• _Exercise objective_
A bare count is the expected answer, namely the number of lines in the records that have the word "DirectoryGuard".

[Records Boundary: Start]

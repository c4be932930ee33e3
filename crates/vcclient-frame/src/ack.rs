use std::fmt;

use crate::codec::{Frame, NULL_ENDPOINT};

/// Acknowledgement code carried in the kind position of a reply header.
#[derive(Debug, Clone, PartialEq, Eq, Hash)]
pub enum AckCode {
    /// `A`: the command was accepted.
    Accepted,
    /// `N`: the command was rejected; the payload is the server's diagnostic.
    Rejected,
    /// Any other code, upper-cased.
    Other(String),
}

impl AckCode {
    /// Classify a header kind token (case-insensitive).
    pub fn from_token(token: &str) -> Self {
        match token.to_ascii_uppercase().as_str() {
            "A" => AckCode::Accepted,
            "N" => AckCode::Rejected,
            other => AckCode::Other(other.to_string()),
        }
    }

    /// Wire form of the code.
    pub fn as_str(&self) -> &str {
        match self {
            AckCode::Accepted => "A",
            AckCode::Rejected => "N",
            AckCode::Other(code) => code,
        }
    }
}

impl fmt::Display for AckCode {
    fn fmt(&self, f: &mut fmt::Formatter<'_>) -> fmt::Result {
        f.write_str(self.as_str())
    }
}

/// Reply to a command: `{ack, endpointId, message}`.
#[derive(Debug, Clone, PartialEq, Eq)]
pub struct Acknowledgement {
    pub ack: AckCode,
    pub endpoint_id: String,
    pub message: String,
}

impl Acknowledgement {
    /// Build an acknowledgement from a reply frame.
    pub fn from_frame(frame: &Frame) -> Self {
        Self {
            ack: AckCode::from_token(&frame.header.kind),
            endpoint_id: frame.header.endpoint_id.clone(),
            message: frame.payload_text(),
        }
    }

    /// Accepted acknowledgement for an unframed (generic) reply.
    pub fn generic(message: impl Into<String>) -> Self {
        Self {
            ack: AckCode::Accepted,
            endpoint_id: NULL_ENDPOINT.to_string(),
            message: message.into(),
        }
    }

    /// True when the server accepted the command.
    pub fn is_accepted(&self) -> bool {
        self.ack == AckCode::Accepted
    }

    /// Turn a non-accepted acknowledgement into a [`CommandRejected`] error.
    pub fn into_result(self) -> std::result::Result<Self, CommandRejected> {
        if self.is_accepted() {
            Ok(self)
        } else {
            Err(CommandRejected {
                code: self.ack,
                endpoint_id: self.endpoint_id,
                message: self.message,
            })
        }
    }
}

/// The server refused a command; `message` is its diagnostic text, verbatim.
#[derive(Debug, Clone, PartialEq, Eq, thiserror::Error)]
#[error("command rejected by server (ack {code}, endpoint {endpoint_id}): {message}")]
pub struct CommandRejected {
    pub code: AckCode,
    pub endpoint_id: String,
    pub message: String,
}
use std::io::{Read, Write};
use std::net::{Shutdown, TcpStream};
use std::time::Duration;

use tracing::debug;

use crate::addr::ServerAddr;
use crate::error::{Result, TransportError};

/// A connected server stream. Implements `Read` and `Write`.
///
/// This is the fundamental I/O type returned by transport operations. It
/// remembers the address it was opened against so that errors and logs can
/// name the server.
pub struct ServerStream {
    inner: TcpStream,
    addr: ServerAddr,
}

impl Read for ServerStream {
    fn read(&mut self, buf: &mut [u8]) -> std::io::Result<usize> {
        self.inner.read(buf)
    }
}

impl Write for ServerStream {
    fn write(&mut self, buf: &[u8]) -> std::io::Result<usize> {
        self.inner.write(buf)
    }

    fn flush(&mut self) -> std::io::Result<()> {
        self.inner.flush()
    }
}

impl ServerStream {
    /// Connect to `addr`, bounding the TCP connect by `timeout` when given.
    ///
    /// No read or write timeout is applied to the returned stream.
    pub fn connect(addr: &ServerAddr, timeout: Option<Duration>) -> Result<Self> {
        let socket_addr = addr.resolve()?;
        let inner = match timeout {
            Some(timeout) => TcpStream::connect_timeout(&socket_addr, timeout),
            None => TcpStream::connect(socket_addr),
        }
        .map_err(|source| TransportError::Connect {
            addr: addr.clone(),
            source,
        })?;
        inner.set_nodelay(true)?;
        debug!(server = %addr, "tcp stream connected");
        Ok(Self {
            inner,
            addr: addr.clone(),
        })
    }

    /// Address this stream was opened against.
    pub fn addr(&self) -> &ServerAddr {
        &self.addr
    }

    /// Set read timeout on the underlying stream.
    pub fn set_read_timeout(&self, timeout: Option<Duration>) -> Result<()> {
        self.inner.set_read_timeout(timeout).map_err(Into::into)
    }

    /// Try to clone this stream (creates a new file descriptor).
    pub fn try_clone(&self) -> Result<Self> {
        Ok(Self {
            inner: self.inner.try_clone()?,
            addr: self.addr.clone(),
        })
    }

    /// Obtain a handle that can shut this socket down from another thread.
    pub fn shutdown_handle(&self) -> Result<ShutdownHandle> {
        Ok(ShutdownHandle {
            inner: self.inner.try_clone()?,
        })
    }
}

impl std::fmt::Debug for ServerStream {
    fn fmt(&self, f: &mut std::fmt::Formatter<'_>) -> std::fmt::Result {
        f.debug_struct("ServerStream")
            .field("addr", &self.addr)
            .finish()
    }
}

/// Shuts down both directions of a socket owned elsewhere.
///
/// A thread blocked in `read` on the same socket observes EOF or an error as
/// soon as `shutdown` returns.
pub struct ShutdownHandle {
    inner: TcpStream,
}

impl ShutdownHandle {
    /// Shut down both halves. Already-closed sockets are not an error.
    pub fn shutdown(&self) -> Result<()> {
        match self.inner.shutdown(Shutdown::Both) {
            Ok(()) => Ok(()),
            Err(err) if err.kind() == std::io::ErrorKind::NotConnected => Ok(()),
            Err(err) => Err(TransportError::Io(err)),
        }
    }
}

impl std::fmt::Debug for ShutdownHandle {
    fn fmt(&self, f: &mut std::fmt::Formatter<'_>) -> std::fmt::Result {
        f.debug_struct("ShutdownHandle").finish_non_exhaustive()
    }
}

[Records Boundary: End]
[Records Boundary: Start]

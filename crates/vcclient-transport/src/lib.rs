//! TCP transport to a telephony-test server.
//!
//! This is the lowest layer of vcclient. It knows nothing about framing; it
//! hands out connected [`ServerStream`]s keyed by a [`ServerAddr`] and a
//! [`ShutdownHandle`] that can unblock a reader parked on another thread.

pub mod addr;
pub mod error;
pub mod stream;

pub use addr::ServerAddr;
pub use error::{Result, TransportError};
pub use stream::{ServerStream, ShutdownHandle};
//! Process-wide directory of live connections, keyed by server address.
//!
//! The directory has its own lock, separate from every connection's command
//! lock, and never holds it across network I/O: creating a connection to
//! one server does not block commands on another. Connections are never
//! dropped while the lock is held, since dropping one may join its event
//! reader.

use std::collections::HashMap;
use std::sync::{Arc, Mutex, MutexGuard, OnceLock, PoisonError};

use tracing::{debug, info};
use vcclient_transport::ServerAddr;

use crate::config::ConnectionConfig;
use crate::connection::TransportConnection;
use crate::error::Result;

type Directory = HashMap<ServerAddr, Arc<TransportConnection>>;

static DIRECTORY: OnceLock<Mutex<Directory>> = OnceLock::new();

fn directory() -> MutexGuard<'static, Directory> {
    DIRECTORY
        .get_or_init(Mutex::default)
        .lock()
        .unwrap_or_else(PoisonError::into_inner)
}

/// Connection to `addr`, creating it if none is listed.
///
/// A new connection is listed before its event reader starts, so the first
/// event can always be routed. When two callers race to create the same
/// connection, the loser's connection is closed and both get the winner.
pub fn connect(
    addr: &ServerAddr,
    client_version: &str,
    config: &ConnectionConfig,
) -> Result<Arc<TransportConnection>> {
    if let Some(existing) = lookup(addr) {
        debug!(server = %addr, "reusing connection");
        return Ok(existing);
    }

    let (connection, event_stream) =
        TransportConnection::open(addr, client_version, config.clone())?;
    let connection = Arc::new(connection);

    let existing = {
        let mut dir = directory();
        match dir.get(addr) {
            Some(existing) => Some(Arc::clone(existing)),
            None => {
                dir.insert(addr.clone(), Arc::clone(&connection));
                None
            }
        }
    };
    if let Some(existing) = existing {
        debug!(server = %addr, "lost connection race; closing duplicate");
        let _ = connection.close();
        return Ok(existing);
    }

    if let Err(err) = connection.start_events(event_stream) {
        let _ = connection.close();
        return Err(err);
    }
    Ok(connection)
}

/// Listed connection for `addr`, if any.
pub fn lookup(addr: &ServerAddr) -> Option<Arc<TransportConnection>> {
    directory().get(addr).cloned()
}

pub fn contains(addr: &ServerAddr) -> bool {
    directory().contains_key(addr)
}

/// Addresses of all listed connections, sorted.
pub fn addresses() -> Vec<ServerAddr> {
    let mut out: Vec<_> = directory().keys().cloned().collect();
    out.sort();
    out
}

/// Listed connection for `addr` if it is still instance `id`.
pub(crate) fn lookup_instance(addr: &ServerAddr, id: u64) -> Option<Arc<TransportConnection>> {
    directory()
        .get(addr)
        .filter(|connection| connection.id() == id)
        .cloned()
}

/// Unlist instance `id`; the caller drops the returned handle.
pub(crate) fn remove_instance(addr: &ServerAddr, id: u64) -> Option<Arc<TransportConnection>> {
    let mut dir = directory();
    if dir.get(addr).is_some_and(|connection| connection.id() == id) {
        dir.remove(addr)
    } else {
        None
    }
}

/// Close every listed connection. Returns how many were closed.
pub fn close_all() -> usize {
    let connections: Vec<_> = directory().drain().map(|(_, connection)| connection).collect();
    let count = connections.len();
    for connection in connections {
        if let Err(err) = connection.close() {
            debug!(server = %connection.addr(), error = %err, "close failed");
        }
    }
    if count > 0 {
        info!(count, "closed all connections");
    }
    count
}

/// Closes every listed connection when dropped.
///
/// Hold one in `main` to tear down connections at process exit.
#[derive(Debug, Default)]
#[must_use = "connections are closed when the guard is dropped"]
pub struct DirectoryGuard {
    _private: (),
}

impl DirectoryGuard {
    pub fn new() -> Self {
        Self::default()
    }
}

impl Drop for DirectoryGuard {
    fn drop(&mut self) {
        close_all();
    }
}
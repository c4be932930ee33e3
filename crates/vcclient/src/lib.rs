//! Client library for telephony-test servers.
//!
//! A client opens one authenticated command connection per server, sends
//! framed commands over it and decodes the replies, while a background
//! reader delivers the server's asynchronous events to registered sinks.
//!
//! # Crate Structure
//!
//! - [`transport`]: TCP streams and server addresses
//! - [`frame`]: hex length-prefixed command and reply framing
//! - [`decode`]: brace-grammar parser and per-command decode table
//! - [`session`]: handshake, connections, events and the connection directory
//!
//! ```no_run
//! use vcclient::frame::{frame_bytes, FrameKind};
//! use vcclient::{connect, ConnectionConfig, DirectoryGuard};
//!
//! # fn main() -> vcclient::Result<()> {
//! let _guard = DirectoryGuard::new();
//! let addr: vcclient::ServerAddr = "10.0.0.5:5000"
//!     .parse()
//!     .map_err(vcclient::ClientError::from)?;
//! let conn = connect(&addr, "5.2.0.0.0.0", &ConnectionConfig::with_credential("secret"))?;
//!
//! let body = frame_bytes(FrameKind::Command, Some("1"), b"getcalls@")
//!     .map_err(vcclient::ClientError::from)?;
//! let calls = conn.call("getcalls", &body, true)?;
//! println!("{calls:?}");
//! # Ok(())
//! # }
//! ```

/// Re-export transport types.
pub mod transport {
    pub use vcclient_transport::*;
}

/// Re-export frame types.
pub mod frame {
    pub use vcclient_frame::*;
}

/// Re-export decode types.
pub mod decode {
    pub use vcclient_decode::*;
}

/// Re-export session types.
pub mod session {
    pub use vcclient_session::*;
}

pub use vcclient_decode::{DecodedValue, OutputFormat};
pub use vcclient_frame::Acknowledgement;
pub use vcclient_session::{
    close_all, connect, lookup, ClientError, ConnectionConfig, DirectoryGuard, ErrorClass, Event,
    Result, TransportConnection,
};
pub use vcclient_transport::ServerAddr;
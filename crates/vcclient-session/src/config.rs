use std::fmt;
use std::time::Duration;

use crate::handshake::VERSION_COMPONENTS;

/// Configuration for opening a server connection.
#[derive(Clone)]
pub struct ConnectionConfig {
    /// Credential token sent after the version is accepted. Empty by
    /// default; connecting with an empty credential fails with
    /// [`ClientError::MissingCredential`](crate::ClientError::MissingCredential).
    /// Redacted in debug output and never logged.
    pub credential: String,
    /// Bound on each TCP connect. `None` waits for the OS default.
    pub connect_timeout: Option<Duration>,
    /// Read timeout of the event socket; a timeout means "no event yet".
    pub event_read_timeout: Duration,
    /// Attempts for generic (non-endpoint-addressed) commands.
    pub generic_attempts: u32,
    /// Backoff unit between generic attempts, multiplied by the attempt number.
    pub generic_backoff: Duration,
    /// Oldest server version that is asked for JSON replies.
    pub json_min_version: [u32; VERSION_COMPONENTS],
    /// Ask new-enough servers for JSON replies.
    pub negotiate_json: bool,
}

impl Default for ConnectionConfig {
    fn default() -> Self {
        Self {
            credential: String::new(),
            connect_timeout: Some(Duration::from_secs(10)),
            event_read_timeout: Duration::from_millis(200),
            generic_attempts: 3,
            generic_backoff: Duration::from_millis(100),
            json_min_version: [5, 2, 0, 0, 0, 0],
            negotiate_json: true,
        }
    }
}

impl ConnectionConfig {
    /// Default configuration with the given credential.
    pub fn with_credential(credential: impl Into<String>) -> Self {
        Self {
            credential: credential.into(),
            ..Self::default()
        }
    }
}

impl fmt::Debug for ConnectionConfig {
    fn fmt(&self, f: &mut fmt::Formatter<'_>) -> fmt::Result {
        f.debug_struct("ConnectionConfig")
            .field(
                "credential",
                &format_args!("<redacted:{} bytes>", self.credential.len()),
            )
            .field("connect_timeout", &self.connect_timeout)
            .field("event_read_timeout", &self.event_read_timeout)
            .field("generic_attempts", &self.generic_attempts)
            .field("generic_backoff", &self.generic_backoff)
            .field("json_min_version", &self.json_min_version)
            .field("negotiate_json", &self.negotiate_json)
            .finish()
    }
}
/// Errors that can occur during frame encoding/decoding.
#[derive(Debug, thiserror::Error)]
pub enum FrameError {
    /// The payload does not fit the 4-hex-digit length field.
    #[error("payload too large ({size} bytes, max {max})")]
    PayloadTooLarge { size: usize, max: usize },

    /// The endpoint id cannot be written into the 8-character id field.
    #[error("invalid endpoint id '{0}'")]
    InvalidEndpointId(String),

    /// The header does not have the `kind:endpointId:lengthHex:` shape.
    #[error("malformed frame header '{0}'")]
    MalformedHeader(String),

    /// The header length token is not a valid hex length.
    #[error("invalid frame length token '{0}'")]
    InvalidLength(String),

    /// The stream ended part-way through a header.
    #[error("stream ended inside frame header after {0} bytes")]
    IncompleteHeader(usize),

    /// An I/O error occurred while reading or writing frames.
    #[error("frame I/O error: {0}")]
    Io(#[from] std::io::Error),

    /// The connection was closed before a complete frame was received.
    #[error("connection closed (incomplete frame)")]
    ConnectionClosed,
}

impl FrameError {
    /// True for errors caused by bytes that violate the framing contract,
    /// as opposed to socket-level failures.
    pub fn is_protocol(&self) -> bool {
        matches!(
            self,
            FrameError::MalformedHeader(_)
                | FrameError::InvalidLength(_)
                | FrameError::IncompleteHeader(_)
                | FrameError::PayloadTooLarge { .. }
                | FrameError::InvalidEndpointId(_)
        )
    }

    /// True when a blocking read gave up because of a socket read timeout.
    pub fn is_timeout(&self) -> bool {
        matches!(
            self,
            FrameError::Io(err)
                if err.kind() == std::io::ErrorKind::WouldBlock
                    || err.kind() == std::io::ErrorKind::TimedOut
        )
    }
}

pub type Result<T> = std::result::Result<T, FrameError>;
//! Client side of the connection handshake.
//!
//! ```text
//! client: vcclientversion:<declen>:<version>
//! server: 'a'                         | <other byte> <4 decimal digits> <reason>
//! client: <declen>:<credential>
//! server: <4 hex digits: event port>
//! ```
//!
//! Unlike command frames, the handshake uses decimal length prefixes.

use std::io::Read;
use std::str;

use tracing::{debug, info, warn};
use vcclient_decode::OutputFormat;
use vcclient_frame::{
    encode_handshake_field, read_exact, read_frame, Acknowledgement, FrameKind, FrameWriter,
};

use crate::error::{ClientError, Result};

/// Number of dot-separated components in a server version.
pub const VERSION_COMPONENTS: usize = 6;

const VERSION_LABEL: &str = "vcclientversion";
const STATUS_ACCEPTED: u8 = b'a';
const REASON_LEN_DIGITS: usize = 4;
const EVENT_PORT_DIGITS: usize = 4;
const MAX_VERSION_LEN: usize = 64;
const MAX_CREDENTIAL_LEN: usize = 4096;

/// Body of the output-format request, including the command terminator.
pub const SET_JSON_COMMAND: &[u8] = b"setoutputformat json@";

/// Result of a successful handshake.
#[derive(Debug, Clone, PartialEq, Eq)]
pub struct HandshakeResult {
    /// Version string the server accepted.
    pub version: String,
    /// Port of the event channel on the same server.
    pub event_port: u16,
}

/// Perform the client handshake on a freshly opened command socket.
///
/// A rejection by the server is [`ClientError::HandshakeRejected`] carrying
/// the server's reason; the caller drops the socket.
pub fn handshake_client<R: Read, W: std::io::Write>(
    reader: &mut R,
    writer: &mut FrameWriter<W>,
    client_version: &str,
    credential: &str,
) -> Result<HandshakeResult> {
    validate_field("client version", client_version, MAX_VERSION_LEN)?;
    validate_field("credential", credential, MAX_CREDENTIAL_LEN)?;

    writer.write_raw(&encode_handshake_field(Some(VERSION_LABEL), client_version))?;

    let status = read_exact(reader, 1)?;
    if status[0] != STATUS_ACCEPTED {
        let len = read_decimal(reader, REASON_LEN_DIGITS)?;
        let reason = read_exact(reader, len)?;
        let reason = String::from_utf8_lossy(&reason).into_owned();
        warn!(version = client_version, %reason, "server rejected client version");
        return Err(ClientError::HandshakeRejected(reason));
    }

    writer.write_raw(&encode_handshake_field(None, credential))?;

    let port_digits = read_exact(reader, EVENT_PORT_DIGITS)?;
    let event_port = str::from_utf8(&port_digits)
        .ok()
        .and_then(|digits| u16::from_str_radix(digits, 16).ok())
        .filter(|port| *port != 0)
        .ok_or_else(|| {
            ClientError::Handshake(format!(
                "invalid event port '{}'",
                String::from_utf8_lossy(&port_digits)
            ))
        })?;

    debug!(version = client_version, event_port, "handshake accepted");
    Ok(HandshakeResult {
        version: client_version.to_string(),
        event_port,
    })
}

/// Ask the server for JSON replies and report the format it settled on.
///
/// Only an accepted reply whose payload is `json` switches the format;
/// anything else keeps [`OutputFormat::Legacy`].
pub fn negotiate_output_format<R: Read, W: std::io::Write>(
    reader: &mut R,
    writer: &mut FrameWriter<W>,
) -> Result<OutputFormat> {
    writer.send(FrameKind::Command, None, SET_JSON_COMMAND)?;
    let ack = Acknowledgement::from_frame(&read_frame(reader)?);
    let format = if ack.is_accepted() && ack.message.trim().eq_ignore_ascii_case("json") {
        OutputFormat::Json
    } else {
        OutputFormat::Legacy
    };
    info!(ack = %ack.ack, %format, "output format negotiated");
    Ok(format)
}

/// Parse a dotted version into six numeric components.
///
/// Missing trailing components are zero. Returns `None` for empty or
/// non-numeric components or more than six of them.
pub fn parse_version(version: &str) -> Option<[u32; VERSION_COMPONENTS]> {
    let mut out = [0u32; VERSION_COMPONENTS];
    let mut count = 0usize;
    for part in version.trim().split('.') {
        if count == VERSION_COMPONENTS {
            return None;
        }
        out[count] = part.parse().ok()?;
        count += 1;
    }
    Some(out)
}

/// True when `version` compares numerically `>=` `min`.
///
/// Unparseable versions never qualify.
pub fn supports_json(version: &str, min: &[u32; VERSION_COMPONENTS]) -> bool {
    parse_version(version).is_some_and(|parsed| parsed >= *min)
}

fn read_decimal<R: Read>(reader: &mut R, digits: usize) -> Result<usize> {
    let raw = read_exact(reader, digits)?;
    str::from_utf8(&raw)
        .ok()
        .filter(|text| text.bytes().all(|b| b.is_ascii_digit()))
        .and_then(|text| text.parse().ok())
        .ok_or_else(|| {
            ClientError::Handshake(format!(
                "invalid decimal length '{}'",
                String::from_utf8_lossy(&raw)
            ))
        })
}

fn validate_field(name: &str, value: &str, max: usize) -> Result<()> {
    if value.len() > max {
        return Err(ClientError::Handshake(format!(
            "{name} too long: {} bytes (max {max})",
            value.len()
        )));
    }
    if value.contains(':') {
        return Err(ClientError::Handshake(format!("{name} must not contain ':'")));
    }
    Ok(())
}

[Records Boundary: End]
[Records Boundary: Start]

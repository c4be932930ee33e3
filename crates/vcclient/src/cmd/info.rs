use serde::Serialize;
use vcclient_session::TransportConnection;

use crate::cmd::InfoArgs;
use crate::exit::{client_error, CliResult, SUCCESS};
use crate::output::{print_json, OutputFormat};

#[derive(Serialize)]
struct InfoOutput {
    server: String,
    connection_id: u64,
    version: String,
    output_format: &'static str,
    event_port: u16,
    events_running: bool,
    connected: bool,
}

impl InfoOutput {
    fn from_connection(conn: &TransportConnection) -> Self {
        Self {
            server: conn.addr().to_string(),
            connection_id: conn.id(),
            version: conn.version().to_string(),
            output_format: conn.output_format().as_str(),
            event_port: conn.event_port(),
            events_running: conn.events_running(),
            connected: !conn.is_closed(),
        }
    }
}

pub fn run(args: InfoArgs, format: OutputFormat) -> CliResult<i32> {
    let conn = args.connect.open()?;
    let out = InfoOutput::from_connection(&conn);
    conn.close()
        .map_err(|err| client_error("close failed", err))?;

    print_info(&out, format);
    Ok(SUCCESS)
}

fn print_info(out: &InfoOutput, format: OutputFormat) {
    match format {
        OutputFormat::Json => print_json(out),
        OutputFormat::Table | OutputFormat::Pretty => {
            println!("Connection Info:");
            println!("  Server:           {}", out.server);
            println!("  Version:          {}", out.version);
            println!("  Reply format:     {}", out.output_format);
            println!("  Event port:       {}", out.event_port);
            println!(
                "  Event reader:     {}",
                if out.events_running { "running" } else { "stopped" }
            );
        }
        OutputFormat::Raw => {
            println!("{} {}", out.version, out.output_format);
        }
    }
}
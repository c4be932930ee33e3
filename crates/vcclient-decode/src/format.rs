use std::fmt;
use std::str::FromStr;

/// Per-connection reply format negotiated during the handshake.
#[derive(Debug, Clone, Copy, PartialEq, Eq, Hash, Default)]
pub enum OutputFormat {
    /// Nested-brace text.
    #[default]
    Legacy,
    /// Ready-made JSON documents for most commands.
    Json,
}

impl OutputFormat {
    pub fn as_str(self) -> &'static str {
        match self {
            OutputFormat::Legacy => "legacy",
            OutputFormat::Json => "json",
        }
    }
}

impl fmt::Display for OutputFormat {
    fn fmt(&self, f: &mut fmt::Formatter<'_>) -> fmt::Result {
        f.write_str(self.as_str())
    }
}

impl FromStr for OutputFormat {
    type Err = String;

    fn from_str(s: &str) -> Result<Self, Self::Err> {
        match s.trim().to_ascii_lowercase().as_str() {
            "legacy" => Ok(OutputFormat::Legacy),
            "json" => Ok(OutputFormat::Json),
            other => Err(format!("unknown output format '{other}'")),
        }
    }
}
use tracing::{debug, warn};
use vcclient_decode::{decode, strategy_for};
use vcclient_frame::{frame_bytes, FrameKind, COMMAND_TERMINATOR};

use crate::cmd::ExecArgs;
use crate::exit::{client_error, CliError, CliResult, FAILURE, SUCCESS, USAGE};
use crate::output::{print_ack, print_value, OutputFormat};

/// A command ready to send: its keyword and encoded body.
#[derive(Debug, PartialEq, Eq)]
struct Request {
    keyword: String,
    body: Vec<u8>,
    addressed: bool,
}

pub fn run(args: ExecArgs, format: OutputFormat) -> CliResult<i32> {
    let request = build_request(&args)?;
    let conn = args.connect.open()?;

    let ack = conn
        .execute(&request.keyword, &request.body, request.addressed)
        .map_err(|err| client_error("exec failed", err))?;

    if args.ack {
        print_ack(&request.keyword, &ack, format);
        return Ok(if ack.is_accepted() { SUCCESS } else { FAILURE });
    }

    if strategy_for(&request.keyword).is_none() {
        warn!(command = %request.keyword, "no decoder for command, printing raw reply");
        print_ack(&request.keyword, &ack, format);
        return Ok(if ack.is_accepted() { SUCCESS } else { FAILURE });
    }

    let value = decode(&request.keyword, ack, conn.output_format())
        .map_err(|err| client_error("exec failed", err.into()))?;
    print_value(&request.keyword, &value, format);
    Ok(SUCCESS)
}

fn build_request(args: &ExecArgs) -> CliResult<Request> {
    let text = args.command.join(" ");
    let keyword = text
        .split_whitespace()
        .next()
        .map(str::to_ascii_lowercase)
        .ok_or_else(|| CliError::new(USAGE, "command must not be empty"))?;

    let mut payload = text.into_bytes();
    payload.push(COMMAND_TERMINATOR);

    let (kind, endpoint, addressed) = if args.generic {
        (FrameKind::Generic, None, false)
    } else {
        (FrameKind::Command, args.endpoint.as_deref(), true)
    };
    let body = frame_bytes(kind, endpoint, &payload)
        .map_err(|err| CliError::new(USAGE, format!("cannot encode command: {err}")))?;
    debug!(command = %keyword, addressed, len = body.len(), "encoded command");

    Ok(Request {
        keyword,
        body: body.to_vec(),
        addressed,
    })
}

[Records Boundary: End]

• _Written answer_
6